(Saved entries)

+++

use std::path::PathBuf;
use std::sync::Arc;

use serde::{Deserialize, Serialize};
use serde_json::Value;
use tokio::sync::{mpsc, oneshot, watch};
use tokio_util::sync::CancellationToken;
use tracing::{info, warn};

use tokenflow_core::config::FlowConfig;
use tokenflow_core::definition::WorkflowDefinition;
use tokenflow_core::error::{FlowError, Result};
use tokenflow_core::event::EventBus;
use tokenflow_core::path::{lookup, ContextPath};
use tokenflow_core::trace::TraceEvent;
use tokenflow_core::traits::{AcceptAll, Executor, Predicate, SchemaValidator};
use tokenflow_core::types::{RunFailure, RunId, RunStatus, TokenId};

use crate::completion::FinalOutput;
use crate::condition::PredicateRegistry;
use crate::context::RunContext;
use crate::coordinator::{self, Command, Seed, Services};
use crate::run_log::TraceWriter;
use crate::snapshot::Snapshot;
use crate::store::{RunRecord, RunStore};
use crate::sync::SiblingGroups;
use crate::token::{Token, TokenStore};

/// Entry point: validates definitions and starts one coordinator per run.
pub struct Engine {
    executor: Arc<dyn Executor>,
    validator: Arc<dyn SchemaValidator>,
    predicates: PredicateRegistry,
    config: FlowConfig,
    bus: Arc<EventBus>,
    store: Option<Arc<RunStore>>,
    trace_dir: Option<PathBuf>,
}

impl Engine {
    /// Engine with default configuration, no persistence and no trace files.
    pub fn new(executor: Arc<dyn Executor>) -> Self {
        let config = FlowConfig::default();
        Self {
            executor,
            validator: Arc::new(AcceptAll),
            predicates: PredicateRegistry::new(),
            bus: Arc::new(EventBus::new(config.engine.event_bus_capacity)),
            config,
            store: None,
            trace_dir: None,
        }
    }

    /// Engine wired from configuration: opens the run store and enables JSONL
    /// traces when the config asks for them.
    pub fn from_config(executor: Arc<dyn Executor>, config: FlowConfig) -> Result<Self> {
        let mut engine = Self::new(executor).with_config(config);
        if engine.config.store.enabled {
            let path = engine.config.store_path();
            if let Some(parent) = path.parent() {
                std::fs::create_dir_all(parent)?;
            }
            engine.store = Some(Arc::new(RunStore::open(&path)?));
        }
        if engine.config.log.enabled {
            engine.trace_dir = Some(engine.config.log_dir());
        }
        Ok(engine)
    }

    pub fn with_validator(mut self, validator: Arc<dyn SchemaValidator>) -> Self {
        self.validator = validator;
        self
    }

    /// Register a named predicate for `predicate` conditions.
    pub fn with_predicate(mut self, name: impl Into<String>, predicate: Arc<dyn Predicate>) -> Self {
        self.predicates.register(name, predicate);
        self
    }

    pub fn with_config(mut self, config: FlowConfig) -> Self {
        self.bus = Arc::new(EventBus::new(config.engine.event_bus_capacity));
        self.config = config;
        self
    }

    pub fn with_store(mut self, store: Arc<RunStore>) -> Self {
        self.store = Some(store);
        self
    }

    pub fn with_trace_dir(mut self, dir: impl Into<PathBuf>) -> Self {
        self.trace_dir = Some(dir.into());
        self
    }

    /// Bus carrying the trace events of every run of this engine.
    pub fn event_bus(&self) -> &Arc<EventBus> {
        &self.bus
    }

    pub fn store(&self) -> Option<&Arc<RunStore>> {
        self.store.as_ref()
    }

    pub fn config(&self) -> &FlowConfig {
        &self.config
    }

    /// Start a new run of `definition` with `input`.
    pub fn start(&self, definition: WorkflowDefinition, input: Value) -> Result<RunHandle> {
        self.launch(definition, input, None)
    }

    /// Start a run on behalf of a parent run. Nothing is shared with the
    /// parent beyond the recorded id.
    pub fn start_child(&self, definition: WorkflowDefinition, input: Value, parent: RunId) -> Result<RunHandle> {
        self.launch(definition, input, Some(parent))
    }

    fn launch(&self, definition: WorkflowDefinition, input: Value, parent: Option<RunId>) -> Result<RunHandle> {
        let definition = self.prepare(definition)?;
        if let Some(schema) = &definition.input_schema {
            let report = self.validator.validate(schema, &input);
            if !report.valid {
                return Err(FlowError::InputValidation(report.errors));
            }
        }

        let run_id = RunId::new();
        info!(run_id = %run_id, workflow = %definition.reference(), parent = ?parent, "Starting run");
        self.spawn_trace_writer(&run_id);

        let seed = Seed {
            run_id,
            parent_run_id: parent,
            context: RunContext::new(input),
            tokens: TokenStore::with_limit(self.config.engine.max_tokens_per_run),
            groups: SiblingGroups::new(),
            last_sequence: 0,
            resumed: false,
        };
        Ok(coordinator::spawn(self.services(), Arc::new(definition), seed))
    }

    /// Continue a persisted run. Executing tokens are re-dispatched since
    /// their results were lost with the previous process.
    pub fn resume(&self, definition: WorkflowDefinition, record: RunRecord) -> Result<RunHandle> {
        if record.status.is_finished() {
            return Err(FlowError::RunClosed(format!(
                "run {} is already {}",
                record.id, record.status
            )));
        }
        let definition = self.prepare(definition)?;
        if definition.reference() != record.workflow_ref {
            return Err(FlowError::InvalidDefinition(format!(
                "run {} was started from {}, not {}",
                record.id,
                record.workflow_ref,
                definition.reference()
            )));
        }

        info!(run_id = %record.id, workflow = %record.workflow_ref, "Resuming run");
        self.spawn_trace_writer(&record.id);

        let seed = Seed {
            run_id: record.id,
            parent_run_id: record.parent_run_id,
            context: RunContext::from_document(record.context)?,
            tokens: TokenStore::restore(record.tokens, Some(self.config.engine.max_tokens_per_run))?,
            groups: SiblingGroups::restore(record.groups),
            last_sequence: record.last_sequence,
            resumed: true,
        };
        Ok(coordinator::spawn(self.services(), Arc::new(definition), seed))
    }

    /// Normalize, validate and check that every named predicate is registered.
    fn prepare(&self, definition: WorkflowDefinition) -> Result<WorkflowDefinition> {
        let definition = definition.normalized()?;
        let missing: Vec<&str> = definition
            .predicate_names()
            .into_iter()
            .filter(|name| !self.predicates.contains(name))
            .collect();
        if !missing.is_empty() {
            return Err(FlowError::InvalidDefinition(format!(
                "unregistered predicates: {}",
                missing.join(", ")
            )));
        }
        Ok(definition)
    }

    fn services(&self) -> Arc<Services> {
        Arc::new(Services {
            executor: Arc::clone(&self.executor),
            validator: Arc::clone(&self.validator),
            predicates: self.predicates.clone(),
            config: self.config.clone(),
            bus: Arc::clone(&self.bus),
            store: self.store.clone(),
        })
    }

    /// Subscribe before the coordinator exists so the first event is not missed.
    fn spawn_trace_writer(&self, run_id: &RunId) {
        let Some(dir) = &self.trace_dir else {
            return;
        };
        let writer = TraceWriter::new(dir.clone(), self.config.log.level);
        tokio::spawn(writer.run(self.bus.subscribe(), run_id.clone(), CancellationToken::new()));
    }
}

/// Caller's handle on a running workflow.
pub struct RunHandle {
    run_id: RunId,
    mailbox: mpsc::Sender<Command>,
    status: watch::Receiver<RunStatus>,
    done: oneshot::Receiver<RunOutcome>,
    cancel: CancellationToken,
}

impl RunHandle {
    pub(crate) fn new(
        run_id: RunId,
        mailbox: mpsc::Sender<Command>,
        status: watch::Receiver<RunStatus>,
        done: oneshot::Receiver<RunOutcome>,
        cancel: CancellationToken,
    ) -> Self {
        Self {
            run_id,
            mailbox,
            status,
            done,
            cancel,
        }
    }

    pub fn run_id(&self) -> &RunId {
        &self.run_id
    }

    /// Last status published by the coordinator.
    pub fn status(&self) -> RunStatus {
        *self.status.borrow()
    }

    /// Wait until the run reaches `target` or finishes, returning the status
    /// that ended the wait.
    pub async fn wait_for_status(&mut self, target: RunStatus) -> Result<RunStatus> {
        let status = self
            .status
            .wait_for(|s| *s == target || s.is_finished())
            .await
            .map_err(|_| FlowError::RunClosed(self.run_id.to_string()))?;
        Ok(*status)
    }

    /// Request cancellation. Active tokens become cancelled and late executor
    /// results are discarded.
    pub fn cancel(&self) {
        self.cancel.cancel();
    }

    /// Take an on-demand snapshot of the run's context.
    pub async fn snapshot(&self) -> Result<Snapshot> {
        let (tx, rx) = oneshot::channel();
        self.request(Command::Snapshot(tx)).await?;
        rx.await.map_err(|_| FlowError::RunClosed(self.run_id.to_string()))
    }

    /// Current tokens of the run, in creation order.
    pub async fn tokens(&self) -> Result<Vec<Token>> {
        let (tx, rx) = oneshot::channel();
        self.request(Command::Tokens(tx)).await?;
        rx.await.map_err(|_| FlowError::RunClosed(self.run_id.to_string()))
    }

    async fn request(&self, command: Command) -> Result<()> {
        if self.status().is_finished() {
            return Err(FlowError::RunClosed(self.run_id.to_string()));
        }
        self.mailbox
            .send(command)
            .await
            .map_err(|_| FlowError::RunClosed(self.run_id.to_string()))
    }

    /// Wait for the run to finish.
    pub async fn wait(self) -> Result<RunOutcome> {
        let run_id = self.run_id;
        self.done.await.map_err(|_| {
            warn!(run_id = %run_id, "Coordinator dropped without an outcome");
            FlowError::RunClosed(run_id.to_string())
        })
    }
}

/// Everything a finished run leaves behind.
#[derive(Debug, Clone, Serialize, Deserialize)]
#[serde(rename_all = "camelCase")]
pub struct RunOutcome {
    pub run_id: RunId,
    pub status: RunStatus,
    pub final_output: Option<FinalOutput>,
    pub failure: Option<RunFailure>,
    pub tokens: Vec<Token>,
    pub trace: Vec<TraceEvent>,
    /// Final context document, `_branch` included unless disposed.
    pub context: Value,
    pub snapshots: Vec<Snapshot>,
}

impl RunOutcome {
    pub fn tokens_at(&self, node_ref: &str) -> Vec<&Token> {
        self.tokens.iter().filter(|t| t.node_ref == node_ref).collect()
    }

    pub fn token(&self, id: &TokenId) -> Option<&Token> {
        self.tokens.iter().find(|t| &t.id == id)
    }

    /// Read a dot path from the final context.
    pub fn read(&self, path: &str) -> Option<Value> {
        let parsed = ContextPath::parse(path).ok()?;
        let section = self.context.get(parsed.section().key())?;
        lookup(section, parsed.segments()).cloned()
    }

    /// The final output, or the reason there is none.
    pub fn output(&self) -> Result<&FinalOutput> {
        match (self.status, &self.final_output, &self.failure) {
            (RunStatus::Completed, Some(output), _) => Ok(output),
            (RunStatus::Cancelled, _, _) => Err(FlowError::Cancelled),
            (_, _, Some(failure)) => Err(FlowError::RunFailed {
                kind: failure.kind.clone(),
                message: failure.message.clone(),
            }),
            (status, _, _) => Err(FlowError::RunClosed(format!("run {} is {}", self.run_id, status))),
        }
    }
}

+++

* WHAT TO PRODUCE *
Counting only the lines that include "restore", state how many there are in the entries, and nothing else.

* PROBLEM SOLUTION *
2